EDF’s chief executive in the UK Vincent de Rivaz has said that Britain must learn all nuclear lessons from the Fukushima incident, yet stressed that his company’s plans are “undimmed” by events in Japan.
Mr de Rivaz said that the fact that the UK does not face the same earthquake and tsunami risks as Japan does not diminish the need to learn lessons from the disaster.
“It is a very serious accident and there is no doubt that there will be consequences,” he told Andrew Marr on the BBC yesterday.
“As an industry, as part of our DNA, we have to learn, and what is happening in Japan will learn us. And all the lessons will be put into practice in our nuclear plants in Britain.
He said that since the reactor problems in Japan, EDF in the UK had reviewed its backup systems, and refreshed training and emergency procedures.
And with the future of nuclear looking uncertain in other European countries, including Germany and Switzerland, he praised the reaction of the UK to Fukushima.
“I am struck by the fact that the reaction in UK has been measured. The government, the Safety Regulator, local communities, and, dare I say, our staff, all have had a clearheaded reaction.”
He said while he was conscious “that this event will have an impact in the future”, our plans “are undimmed because the UK needs nuclear”.
And he stressed: “The question for me is not to make a pause. Our plans have to go ahead… and the question for us is how to go ahead without underestimating the consequences of the events.”
Last week, EDF’s deputy-director for nuclear output stressed the company’s safety credentials in the wake of the Japanese nuclear disaster.
Philippe Sasseigne said that the highest possible safety measures are in place at EDF’s 58 nuclear plants, adding that the company spent as much as €500m (£433m) on upgrades and €2bn (£1.7bn) on maintenance.
EDF is the world’s largest nuclear power generator and the biggest provider of nuclear power in the UK. It is the second biggest owner of infrastructure in the world, beaten only by the US government, with assets worth $115bn.
In January the company vowed to “engineer out the risk” of an accident at its power stations.

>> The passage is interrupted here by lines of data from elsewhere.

//! Assembling aggregated data into the final report response.

use super::aggregator::Aggregation;
use super::sanitizer::{retain_reportable, sanitize};
use crate::types::{CategoryData, CombinedTable, ReportData, ReportResponse};
use std::collections::BTreeMap;

/// Build a category-shaped response.
///
/// Unreportable names are dropped in both views; the sanitised view then
/// buckets and converts to percentages of the aggregation total.
pub fn assemble(aggregation: Aggregation, authorized_raw: bool) -> ReportResponse {
    let total = aggregation.total;
    let categories: BTreeMap<_, _> = aggregation
        .categories
        .into_iter()
        .map(|(category, entries)| {
            let entries = retain_reportable(entries);
            let data = if authorized_raw {
                CategoryData::Raw(entries)
            } else {
                CategoryData::Sanitized(sanitize(category, &entries, total))
            };
            (category, data)
        })
        .collect();

    ReportResponse {
        data: ReportData::Categories(categories),
        total,
    }
}

/// Build a combined response; never sanitised.
pub fn assemble_combined(table: CombinedTable, total: u64) -> ReportResponse {
    ReportResponse {
        data: ReportData::Combined(table),
        total,
    }
}
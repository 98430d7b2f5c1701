use crate::errors::AppResult;
use clap::{Parser, Subcommand};

pub mod commands;

/// CMS Usage Statistics Reporter
#[derive(Parser)]
#[command(name = "cms-stats")]
#[command(about = "Aggregate anonymous CMS installation statistics into reports")]
#[command(version)]
pub struct Cli {
    #[command(subcommand)]
    pub command: Commands,
}

/// Available CLI commands
#[derive(Subcommand)]
pub enum Commands {
    /// Render a report (raw counts with a valid token, percentages otherwise)
    Report(commands::report::ReportCommand),
    /// Write a sanitised report snapshot to disk
    Snapshot(commands::snapshot::SnapshotCommand),
    /// Import submissions from a CSV export
    Import(commands::import::ImportCommand),
}

pub fn run() -> AppResult<()> {
    // Uses RUST_LOG environment variable (defaults to "error" if not set)
    let _ = tracing_subscriber::fmt()
        .with_writer(std::io::stderr)
        .with_env_filter(
            tracing_subscriber::EnvFilter::try_from_default_env()
                .unwrap_or_else(|_| tracing_subscriber::EnvFilter::new("error")),
        )
        .try_init();

    let cli = Cli::parse();

    match cli.command {
        Commands::Report(command) => command.run(),
        Commands::Snapshot(command) => command.run(),
        Commands::Import(command) => command.run(),
    }
}
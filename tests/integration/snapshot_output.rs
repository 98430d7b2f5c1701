//! Snapshots written from rendered reports

use chrono::{TimeZone, Utc};
use cms_stats::snapshot::SnapshotWriter;
use cms_stats::stats::{ReportRequest, StatsEngine};
use serde_json::json;

use crate::common::database::TestDatabase;
use crate::common::fixtures::mixed_installations;

#[test]
fn test_snapshot_matches_rendered_report() {
    let test_db = TestDatabase::seeded("snapshot_report", &mixed_installations()).unwrap();
    let snapshot_dir = tempfile::tempdir().unwrap();
    let writer = SnapshotWriter::new(snapshot_dir.path().join("daily"));
    let taken_at = Utc.with_ymd_and_hms(2024, 3, 1, 6, 0, 0).unwrap();

    let request = ReportRequest::from_params("db_type", false, false).unwrap();
    let response = StatsEngine::new()
        .render(test_db.database(), &request)
        .unwrap();
    let path = writer.write_at(&response, &request, &taken_at).unwrap();

    assert_eq!(
        path.file_name().unwrap().to_str().unwrap(),
        "20240301_060000_db_type.json"
    );
    let written: serde_json::Value =
        serde_json::from_str(&std::fs::read_to_string(&path).unwrap()).unwrap();
    assert_eq!(
        written,
        json!({"data": {"db_type": {"mysqli": 80.0, "pgsql": 20.0}, "total": 10}})
    );
}

#[test]
fn test_snapshots_of_different_requests_do_not_collide() {
    let test_db = TestDatabase::seeded("snapshot_names", &mixed_installations()).unwrap();
    let snapshot_dir = tempfile::tempdir().unwrap();
    let writer = SnapshotWriter::new(snapshot_dir.path());
    let taken_at = Utc.with_ymd_and_hms(2024, 3, 1, 6, 0, 0).unwrap();
    let engine = StatsEngine::new();

    for (source, recent) in [("", false), ("", true), ("cms_php", false)] {
        let request = ReportRequest::from_params(source, recent, false).unwrap();
        let response = engine.render(test_db.database(), &request).unwrap();
        writer.write_at(&response, &request, &taken_at).unwrap();
    }

    let mut names: Vec<String> = std::fs::read_dir(snapshot_dir.path())
        .unwrap()
        .map(|entry| entry.unwrap().file_name().to_string_lossy().to_string())
        .collect();
    names.sort();
    assert_eq!(
        names,
        vec![
            "20240301_060000.json",
            "20240301_060000_cms_php.json",
            "20240301_060000_recent.json",
        ]
    );
}
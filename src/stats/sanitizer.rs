//! Coarsening accumulated values into privacy-safe percentage buckets.

use crate::types::{Bucket, Category, NameCount};
use crate::utils::math::rounded_percentage;
use std::collections::HashMap;

/// How raw values of a category are grouped before percentages are taken
#[derive(Debug, Clone, Copy, PartialEq, Eq)]
pub enum BucketRule {
    /// `major.minor` branch of a dotted version
    MinorVersion,
    /// Leading whitespace-delimited token of an OS string
    OsFamily,
    /// Every distinct value is its own bucket
    Identity,
}

impl BucketRule {
    pub fn for_category(category: Category) -> Self {
        match category {
            Category::PhpVersion | Category::DbVersion | Category::CmsVersion => {
                BucketRule::MinorVersion
            }
            Category::ServerOs => BucketRule::OsFamily,
            Category::DbType => BucketRule::Identity,
        }
    }

    pub fn label(&self, name: &str) -> String {
        match self {
            BucketRule::MinorVersion => version_branch(name),
            BucketRule::OsFamily => os_family(name).to_string(),
            BucketRule::Identity => name.to_string(),
        }
    }
}

/// `7.4.3` -> `7.4`, `7` -> `7.0`
pub fn version_branch(version: &str) -> String {
    let mut parts = version.split('.');
    let major = parts.next().unwrap_or_default();
    let minor = parts.next().unwrap_or("0");
    format!("{}.{}", major, minor)
}

/// `Linux 5.10` -> `Linux`
pub fn os_family(os: &str) -> &str {
    os.split(char::is_whitespace).next().unwrap_or_default()
}

/// Names that never make it into a report: empty, or the literal `0`
pub fn is_reportable_name(name: &str) -> bool {
    !name.is_empty() && name != "0"
}

/// Drop entries whose name is not reportable
pub fn retain_reportable(entries: Vec<NameCount>) -> Vec<NameCount> {
    entries
        .into_iter()
        .filter(|entry| is_reportable_name(&entry.name))
        .collect()
}

/// Sum counts per bucket label, in first-seen label order
pub fn bucketize(rule: BucketRule, entries: &[NameCount]) -> Vec<NameCount> {
    let mut buckets: Vec<NameCount> = Vec::new();
    let mut index: HashMap<String, usize> = HashMap::new();

    for entry in entries {
        let label = rule.label(&entry.name);
        match index.get(&label) {
            Some(&position) => buckets[position].count += entry.count,
            None => {
                index.insert(label.clone(), buckets.len());
                buckets.push(NameCount::new(label, entry.count));
            }
        }
    }

    buckets
}

/// Bucket a category's entries and convert counts to percentages of `total`.
///
/// Percentages are rounded independently, so they need not sum to 100.
pub fn sanitize(category: Category, entries: &[NameCount], total: u64) -> Vec<Bucket> {
    bucketize(BucketRule::for_category(category), entries)
        .into_iter()
        .map(|bucket| Bucket {
            percentage: rounded_percentage(bucket.count, total),
            label: bucket.name,
        })
        .collect()
}
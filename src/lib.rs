//! CMS Usage Statistics Reporter
//!

pub mod auth;
pub mod cli;
pub mod config;
pub mod database;
pub mod errors;
pub mod processor;
pub mod snapshot;
pub mod stats;
pub mod types;
pub mod utils;
//! Raw and intermediate record shapes flowing through the report pipeline.

use super::category::Category;
use chrono::{DateTime, Utc};
use serde::{Deserialize, Serialize};

/// One grouped row of raw telemetry: a count plus the category values it was grouped by.
#[derive(Debug, Clone, Default, PartialEq, Eq)]
pub struct CountRecord {
    values: [Option<String>; 5],
    pub count: u64,
}

impl CountRecord {
    /// A record with no category values populated
    pub fn new(count: u64) -> Self {
        Self {
            values: Default::default(),
            count,
        }
    }

    /// A record carrying a single category value
    pub fn single(category: Category, value: impl Into<String>, count: u64) -> Self {
        Self::new(count).with(category, value)
    }

    /// Builder-style setter
    pub fn with(mut self, category: Category, value: impl Into<String>) -> Self {
        self.set(category, Some(value.into()));
        self
    }

    pub fn set(&mut self, category: Category, value: Option<String>) {
        self.values[category.index()] = value;
    }

    pub fn value(&self, category: Category) -> Option<&str> {
        self.values[category.index()].as_deref()
    }

    /// Categories with a value (possibly empty) on this record, in reporting order
    pub fn categories(&self) -> impl Iterator<Item = Category> + '_ {
        Category::ALL
            .into_iter()
            .filter(move |category| self.values[category.index()].is_some())
    }
}

/// A count keyed jointly by CMS version and PHP version.
#[derive(Debug, Clone, PartialEq, Eq, Serialize, Deserialize)]
pub struct CombinedRecord {
    pub cms_version: Option<String>,
    pub php_version: Option<String>,
    pub count: u64,
}

impl CombinedRecord {
    pub fn new(cms_version: impl Into<String>, php_version: impl Into<String>, count: u64) -> Self {
        Self {
            cms_version: Some(cms_version.into()),
            php_version: Some(php_version.into()),
            count,
        }
    }
}

/// Accumulated count for one value within a category
#[derive(Debug, Clone, PartialEq, Eq, Serialize, Deserialize)]
pub struct NameCount {
    pub name: String,
    pub count: u64,
}

impl NameCount {
    pub fn new(name: impl Into<String>, count: u64) -> Self {
        Self {
            name: name.into(),
            count,
        }
    }
}

/// Sanitised output unit: a coarse label and its share of the grand total
#[derive(Debug, Clone, PartialEq, Serialize, Deserialize)]
pub struct Bucket {
    pub label: String,
    pub percentage: f64,
}

/// One installation's latest report, as stored by the record source.
///
/// Field order matches the CSV import header.
#[derive(Debug, Clone, PartialEq, Eq, Serialize, Deserialize)]
pub struct Submission {
    pub unique_id: String,
    #[serde(default)]
    pub php_version: Option<String>,
    #[serde(default)]
    pub db_type: Option<String>,
    #[serde(default)]
    pub db_version: Option<String>,
    #[serde(default)]
    pub cms_version: Option<String>,
    #[serde(default)]
    pub server_os: Option<String>,
    /// Last time the installation reported; `None` means "now" on insert
    #[serde(default)]
    pub modified: Option<DateTime<Utc>>,
}

impl Submission {
    pub fn new(unique_id: impl Into<String>) -> Self {
        Self {
            unique_id: unique_id.into(),
            php_version: None,
            db_type: None,
            db_version: None,
            cms_version: None,
            server_os: None,
            modified: None,
        }
    }

    /// Builder-style setter for one category column
    pub fn with(mut self, category: Category, value: impl Into<String>) -> Self {
        let value = Some(value.into());
        match category {
            Category::PhpVersion => self.php_version = value,
            Category::DbType => self.db_type = value,
            Category::DbVersion => self.db_version = value,
            Category::CmsVersion => self.cms_version = value,
            Category::ServerOs => self.server_os = value,
        }
        self
    }

    pub fn modified_at(mut self, modified: DateTime<Utc>) -> Self {
        self.modified = Some(modified);
        self
    }
}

Responding to a government move to increase by seven-fold the liability payments that operators of nuclear installations must pay, EDF stated: “Liability in the event of an incident is only part of the answer. We believe it is far more important to engineer out the risk of an incident than to simply insure against it. Safety is the number one priority for EDF Energy and the nuclear industry.”